Regardless of the chosen method, we show one possible taxonomy of NLP tasks below. The tasks are grouped together with some of their most prominent applications. This is a non-exhaustive list, as in reality there are hundreds of them, but it is a good start:

Text Classification: Assign one or more labels to a given piece of text. This text is usually referred to as a document and in our context this can be a sentence, a paragraph, a book chapter, etc…
- Language Identification: determining the language in which a particular input text is written.
- Spam Filtering: classifying emails into spam or not spam based on their content.
- Authorship Attribution: determining the author of a text based on its style and content (based on the assumption that each author has a unique writing style).
- Sentiment Analysis: classifying text into positive, negative or neutral sentiment. For example, in the sentence “I love this product!”, the model would classify it as positive sentiment.
Token Classification: The task of individually assigning one label to each word in a document. This is a one-to-one mapping; however, because words do not occur in isolation and their meaning depend on the sequence of words to the left or the right of them, this is also called Word-In-Context Classification or Sequence Labeling and usually involves syntactic and semantic analysis.
- Part-Of-Speech Tagging: is the task of assigning a part-of-speech label (e.g., noun, verb, adjective) to each word in a sentence.
- Chunking: splitting a running text into “chunks” of words that together represent a meaningful unit: phrases, sentences, paragraphs, etc.
- Word Sense Disambiguation: based on the context what does a word mean (think of “book” in “I read a book.” vs “I want to book a flight.”)
- Named Entity Recognition: recognize world entities in text, e.g. Persons, Locations, Book Titles, or many others. For example “Mary Shelley” is a person, “Frankenstein or the Modern Prometheus” is a book, etc.
- Semantic Role Labeling: the task of finding out “Who did what to whom?” in a sentence: information from events such as agents, participants, circumstances, subject-verb-object triples etc.
- Relation Extraction: the task of identifying named relationships between entities in a text, e.g. “Apple is based in California” has the relation (Apple, based_in, California).
- Co-reference Resolution: the task of determining which words refer to the same entity in a text, e.g. “Mary is a doctor. She works at the hospital.” Here “She” refers to “Mary”.
- Entity Linking: the task of disambiguation of named entities in a text, linking them to their corresponding entries in a knowledge base, e.g. Mary Shelley’s biography in Wikipedia.
Language Modeling: Given a sequence of words, the model predicts the next word. For example, in the sentence “The capital of France is _____”, the model should predict “Paris” based on the context. This task was initially useful for building solutions that require speech and optical character recognition (even handwriting), language translation and spelling correction. Nowadays this has scaled up to the LLMs that we know. A byproduct of pre-trained Language Modeling is the vectorized representation of texts which allows to perform specific tasks such as:
- Text Similarity: The task of determining how similar two pieces of text are.
- Plagiarism detection: determining whether a piece of text, B, is close enough to another known piece of text, A, which increases the likelihood that it was plagiarized.
- Document clustering: grouping similar texts together based on their content.
- Topic modelling: a specific instance of clustering, here we automatically identify abstract “topics” that occur in a set of documents, where each topic is represented as a cluster of words that frequently appear together.

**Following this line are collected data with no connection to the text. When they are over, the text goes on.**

//! Airline-filter fallback.
//!
//! A filtered search whose best score is under the floor is re-run without the
//! filter; the unfiltered attempt wins only if it scores strictly higher.

use serde::{Serialize, Serializer};

use super::candidate::{Candidate, top_score};
use super::confidence::ConfidenceThresholds;

/// The airline filter that produced a result set.
#[derive(Debug, Clone, PartialEq, Eq)]
pub enum FilterUsed {
    None,
    Airline(String),
}

impl FilterUsed {
    pub fn from_normalized(airline: Option<String>) -> Self {
        airline.map(FilterUsed::Airline).unwrap_or(FilterUsed::None)
    }

    pub fn airline(&self) -> Option<&str> {
        match self {
            FilterUsed::None => None,
            FilterUsed::Airline(airline) => Some(airline),
        }
    }

    pub fn is_filtered(&self) -> bool {
        matches!(self, FilterUsed::Airline(_))
    }
}

impl std::fmt::Display for FilterUsed {
    fn fmt(&self, f: &mut std::fmt::Formatter<'_>) -> std::fmt::Result {
        match self {
            FilterUsed::None => f.write_str("none"),
            FilterUsed::Airline(airline) => f.write_str(airline),
        }
    }
}

impl Serialize for FilterUsed {
    fn serialize<S: Serializer>(&self, serializer: S) -> Result<S::Ok, S::Error> {
        serializer.collect_str(self)
    }
}

/// One retrieve + rerank pass.
#[derive(Debug, Clone)]
pub struct Attempt {
    pub candidates: Vec<Candidate>,
    pub top_score: f32,
    pub filter: FilterUsed,
}

impl Attempt {
    pub fn new(candidates: Vec<Candidate>, filter: FilterUsed) -> Self {
        Self {
            top_score: top_score(&candidates),
            candidates,
            filter,
        }
    }
}

/// `true` when a filtered attempt scored under the floor.
pub fn should_retry_unfiltered(attempt: &Attempt, thresholds: &ConfidenceThresholds) -> bool {
    attempt.filter.is_filtered() && thresholds.below_floor(attempt.top_score)
}

/// Picks the attempt to return. Ties go to the filtered attempt.
pub fn choose_attempt(filtered: Attempt, unfiltered: Option<Attempt>) -> Attempt {
    match unfiltered {
        Some(alt) if alt.top_score > filtered.top_score => alt,
        _ => filtered,
    }
}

- Information Retrieval: this is the task of finding relevant information or documents from a large collection of unstructured data based on user’s query, e.g., “What’s the best restaurant near me?”.
Text Generation: the task of generating text based on a given input. This is usually done by generating the output word by word, conditioned on both the input and the output so far. The difference with Language Modeling is that for generation there are higher-level generation objectives such as:
- Machine Translation: translating text from one language to another, e.g., “Hello” in English to “Que tal” in Spanish.
- Summarization: generating a concise summary of a longer text. It can be abstractive (generating new sentences that capture the main ideas of the original text) but also extractive (selecting important sentences from the original text).
- Paraphrasing: generating a new sentence that conveys the same meaning as the original sentence, e.g., “The cat is on the mat.” to “The mat has a cat on it.”.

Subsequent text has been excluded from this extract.